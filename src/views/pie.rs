//! Pie/donut feeder.

use serde::Serialize;

use crate::aggregate::{top_n_with_other, GroupTotal};
use crate::types::{Dimension, VacancyTable};

/// Number of slices shown before the tail collapses into `Outros`.
pub const TOP_SLICES: usize = 8;

/// Chart-ready pie data: the top groups plus an `Outros` bucket when a tail
/// exists. The renderer derives percentages from the slice sums.
#[derive(Debug, Clone, PartialEq, Eq, Serialize)]
pub struct PieChart {
    /// The dimension the slices group on.
    pub dimension: Dimension,
    /// Slices, descending; `Outros` last when present.
    pub slices: Vec<GroupTotal>,
}

/// Build pie data for `dimension` over the filtered subset.
///
/// The dashboard shows two of these side by side — one for regions, one for
/// roles — computed independently from the same subset.
pub fn pie(table: &VacancyTable, dimension: Dimension) -> PieChart {
    PieChart {
        dimension,
        slices: top_n_with_other(table, dimension, TOP_SLICES),
    }
}

#[cfg(test)]
mod tests {
    use super::pie;
    use crate::aggregate::OTHER_LABEL;
    use crate::types::{Dimension, VacancyRecord, VacancyTable};

    #[test]
    fn long_tail_collapses_into_outros() {
        let records = (0..10)
            .map(|i| VacancyRecord::new("m", "r", "h", format!("cargo-{i:02}"), 10 - i as u32))
            .collect();
        let chart = pie(&VacancyTable::new(records), Dimension::Role);

        assert_eq!(chart.slices.len(), 9);
        assert_eq!(chart.slices.last().unwrap().key, OTHER_LABEL);
        // 10+9+...+1 = 55; tail = 2 + 1.
        assert_eq!(chart.slices.last().unwrap().vacancies, 3);
    }

    #[test]
    fn few_groups_mean_no_outros() {
        let table = VacancyTable::new(vec![
            VacancyRecord::new("m", "Norte", "h", "c", 5),
            VacancyRecord::new("m", "Sul", "h", "c", 3),
        ]);
        let chart = pie(&table, Dimension::HealthRegion);
        assert_eq!(chart.slices.len(), 2);
        assert!(chart.slices.iter().all(|s| s.key != OTHER_LABEL));
    }

    #[test]
    fn empty_subset_yields_no_slices() {
        let chart = pie(&VacancyTable::default(), Dimension::Role);
        assert!(chart.slices.is_empty());
    }
}
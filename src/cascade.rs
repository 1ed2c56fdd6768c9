//! The filter cascade: dependent option sets and subset filtering.
//!
//! Option sets are derived from whatever dataset is active — synthetic or
//! imported — purely by co-occurrence. Nothing here consults the fixture
//! municipality→region map, so arbitrary imported pairings behave the same as
//! the prototype data.
//!
//! The cascade rules, top to bottom:
//!
//! 1. regions: always every region in the dataset
//! 2. municipalities: restricted by the selected region, if any
//! 3. hospitals: restricted by the selected municipality, else the selected
//!    region, else unrestricted
//! 4. roles: always every role — roles are deliberately *not* cascaded
//!
//! Option lists are sorted and deduplicated; the "all" sentinel shown in choice
//! widgets is the presentation layer's to prepend.

use std::collections::BTreeSet;

use serde::Serialize;

use crate::selection::Selection;
use crate::types::{Dimension, VacancyRecord, VacancyTable};

/// The per-dimension choice lists offered for the current selection.
#[derive(Debug, Clone, Default, PartialEq, Eq, Serialize)]
pub struct FilterOptions {
    /// All health regions in the dataset.
    pub regions: Vec<String>,
    /// Municipalities valid under the selected region.
    pub municipalities: Vec<String>,
    /// Hospitals valid under the selected municipality/region.
    pub hospitals: Vec<String>,
    /// All roles in the dataset (never cascaded).
    pub roles: Vec<String>,
}

impl FilterOptions {
    /// Compute the option sets for `selection` over `table`.
    pub fn compute(table: &VacancyTable, selection: &Selection) -> Self {
        let regions = distinct(table, Dimension::HealthRegion, |_| true);

        let municipalities = match &selection.region {
            Some(region) => distinct(table, Dimension::Municipality, |r| {
                r.health_region == *region
            }),
            None => distinct(table, Dimension::Municipality, |_| true),
        };

        let hospitals = match (&selection.municipality, &selection.region) {
            (Some(municipality), _) => distinct(table, Dimension::Hospital, |r| {
                r.municipality == *municipality
            }),
            (None, Some(region)) => distinct(table, Dimension::Hospital, |r| {
                r.health_region == *region
            }),
            (None, None) => distinct(table, Dimension::Hospital, |_| true),
        };

        let roles = distinct(table, Dimension::Role, |_| true);

        Self {
            regions,
            municipalities,
            hospitals,
            roles,
        }
    }
}

fn distinct<F>(table: &VacancyTable, dimension: Dimension, mut keep: F) -> Vec<String>
where
    F: FnMut(&VacancyRecord) -> bool,
{
    let set: BTreeSet<&str> = table
        .records
        .iter()
        .filter(|r| keep(r))
        .map(|r| dimension.value(r))
        .collect();
    set.into_iter().map(str::to_owned).collect()
}

/// Produce the filtered subset: every set field of `selection` applied as an
/// equality predicate, combined with AND.
///
/// A stale selection (e.g. a municipality outside the newly selected region)
/// simply yields an empty table; the cascade never rewrites the selection.
pub fn apply(table: &VacancyTable, selection: &Selection) -> VacancyTable {
    table.filter_records(|r| selection.matches(r))
}
use std::fmt;
use std::sync::Arc;

use crate::error::LoadError;

use super::unified::TableFormat;

/// Severity classification used for observer callbacks and alerting thresholds.
#[derive(Debug, Clone, Copy, PartialEq, Eq, PartialOrd, Ord)]
pub enum LoadSeverity {
    /// Informational event.
    Info,
    /// Warning-level event (non-fatal).
    Warning,
    /// Error-level event (the file was rejected).
    Error,
    /// Critical error (typically I/O failures).
    Critical,
}

/// Context about a load attempt.
#[derive(Debug, Clone)]
pub struct LoadContext {
    /// Where the data came from: a path, or `<upload>` for byte buffers.
    pub source: String,
    /// Format used for parsing.
    pub format: TableFormat,
}

/// Minimal stats reported on a successful load.
#[derive(Debug, Clone, Copy, PartialEq, Eq)]
pub struct LoadStats {
    /// Number of data rows read.
    pub rows: usize,
}

/// Observer interface for load outcomes.
///
/// The presentation layer implements this to surface success banners, rejection
/// reasons, and the fell-back-to-synthetic notice.
pub trait LoadObserver: Send + Sync {
    /// Called when a file is parsed successfully.
    fn on_loaded(&self, _ctx: &LoadContext, _stats: LoadStats) {}

    /// Called when a file is rejected (parse or validation failure).
    fn on_rejected(&self, _ctx: &LoadContext, _severity: LoadSeverity, _error: &LoadError) {}

    /// Called when a rejection meets the alert threshold.
    ///
    /// Default behavior forwards to [`Self::on_rejected`].
    fn on_alert(&self, ctx: &LoadContext, severity: LoadSeverity, error: &LoadError) {
        self.on_rejected(ctx, severity, error)
    }

    /// Called when the caller substitutes the synthetic dataset for a rejected file.
    fn on_fallback(&self, _ctx: &LoadContext, _error: &LoadError) {}
}

/// An observer that fans out callbacks to a list of observers.
#[derive(Default)]
pub struct CompositeObserver {
    observers: Vec<Arc<dyn LoadObserver>>,
}

impl CompositeObserver {
    /// Create a new composite observer from a list of observers.
    pub fn new(observers: Vec<Arc<dyn LoadObserver>>) -> Self {
        Self { observers }
    }
}

impl fmt::Debug for CompositeObserver {
    fn fmt(&self, f: &mut fmt::Formatter<'_>) -> fmt::Result {
        f.debug_struct("CompositeObserver")
            .field("observers_len", &self.observers.len())
            .finish()
    }
}

impl LoadObserver for CompositeObserver {
    fn on_loaded(&self, ctx: &LoadContext, stats: LoadStats) {
        for o in &self.observers {
            o.on_loaded(ctx, stats);
        }
    }

    fn on_rejected(&self, ctx: &LoadContext, severity: LoadSeverity, error: &LoadError) {
        for o in &self.observers {
            o.on_rejected(ctx, severity, error);
        }
    }

    fn on_alert(&self, ctx: &LoadContext, severity: LoadSeverity, error: &LoadError) {
        for o in &self.observers {
            o.on_alert(ctx, severity, error);
        }
    }

    fn on_fallback(&self, ctx: &LoadContext, error: &LoadError) {
        for o in &self.observers {
            o.on_fallback(ctx, error);
        }
    }
}

/// Routes load events to the `log` facade.
#[derive(Debug, Default)]
pub struct LogObserver;

impl LoadObserver for LogObserver {
    fn on_loaded(&self, ctx: &LoadContext, stats: LoadStats) {
        log::info!(
            "loaded format={:?} source={} rows={}",
            ctx.format,
            ctx.source,
            stats.rows
        );
    }

    fn on_rejected(&self, ctx: &LoadContext, severity: LoadSeverity, error: &LoadError) {
        log::warn!(
            "rejected severity={severity:?} format={:?} source={} err={error}",
            ctx.format,
            ctx.source
        );
    }

    fn on_alert(&self, ctx: &LoadContext, severity: LoadSeverity, error: &LoadError) {
        log::error!(
            "ALERT severity={severity:?} format={:?} source={} err={error}",
            ctx.format,
            ctx.source
        );
    }

    fn on_fallback(&self, ctx: &LoadContext, error: &LoadError) {
        log::warn!(
            "falling back to the synthetic dataset: source={} err={error}",
            ctx.source
        );
    }
}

========

**Task directions**
Lines from the start of the entries through the one containing "assert_eq!(chart.slices.len(), 9);" are to be set down again exactly, both ends included.

**Exercise result**
filename src/views/pie.rs
//! Pie/donut feeder.

use serde::Serialize;

use crate::aggregate::{top_n_with_other, GroupTotal};
use crate::types::{Dimension, VacancyTable};

/// Number of slices shown before the tail collapses into `Outros`.
pub const TOP_SLICES: usize = 8;

/// Chart-ready pie data: the top groups plus an `Outros` bucket when a tail
/// exists. The renderer derives percentages from the slice sums.
#[derive(Debug, Clone, PartialEq, Eq, Serialize)]
pub struct PieChart {
    /// The dimension the slices group on.
    pub dimension: Dimension,
    /// Slices, descending; `Outros` last when present.
    pub slices: Vec<GroupTotal>,
}

/// Build pie data for `dimension` over the filtered subset.
///
/// The dashboard shows two of these side by side — one for regions, one for
/// roles — computed independently from the same subset.
pub fn pie(table: &VacancyTable, dimension: Dimension) -> PieChart {
    PieChart {
        dimension,
        slices: top_n_with_other(table, dimension, TOP_SLICES),
    }
}

#[cfg(test)]
mod tests {
    use super::pie;
    use crate::aggregate::OTHER_LABEL;
    use crate::types::{Dimension, VacancyRecord, VacancyTable};

    #[test]
    fn long_tail_collapses_into_outros() {
        let records = (0..10)
            .map(|i| VacancyRecord::new("m", "r", "h", format!("cargo-{i:02}"), 10 - i as u32))
            .collect();
        let chart = pie(&VacancyTable::new(records), Dimension::Role);

        assert_eq!(chart.slices.len(), 9);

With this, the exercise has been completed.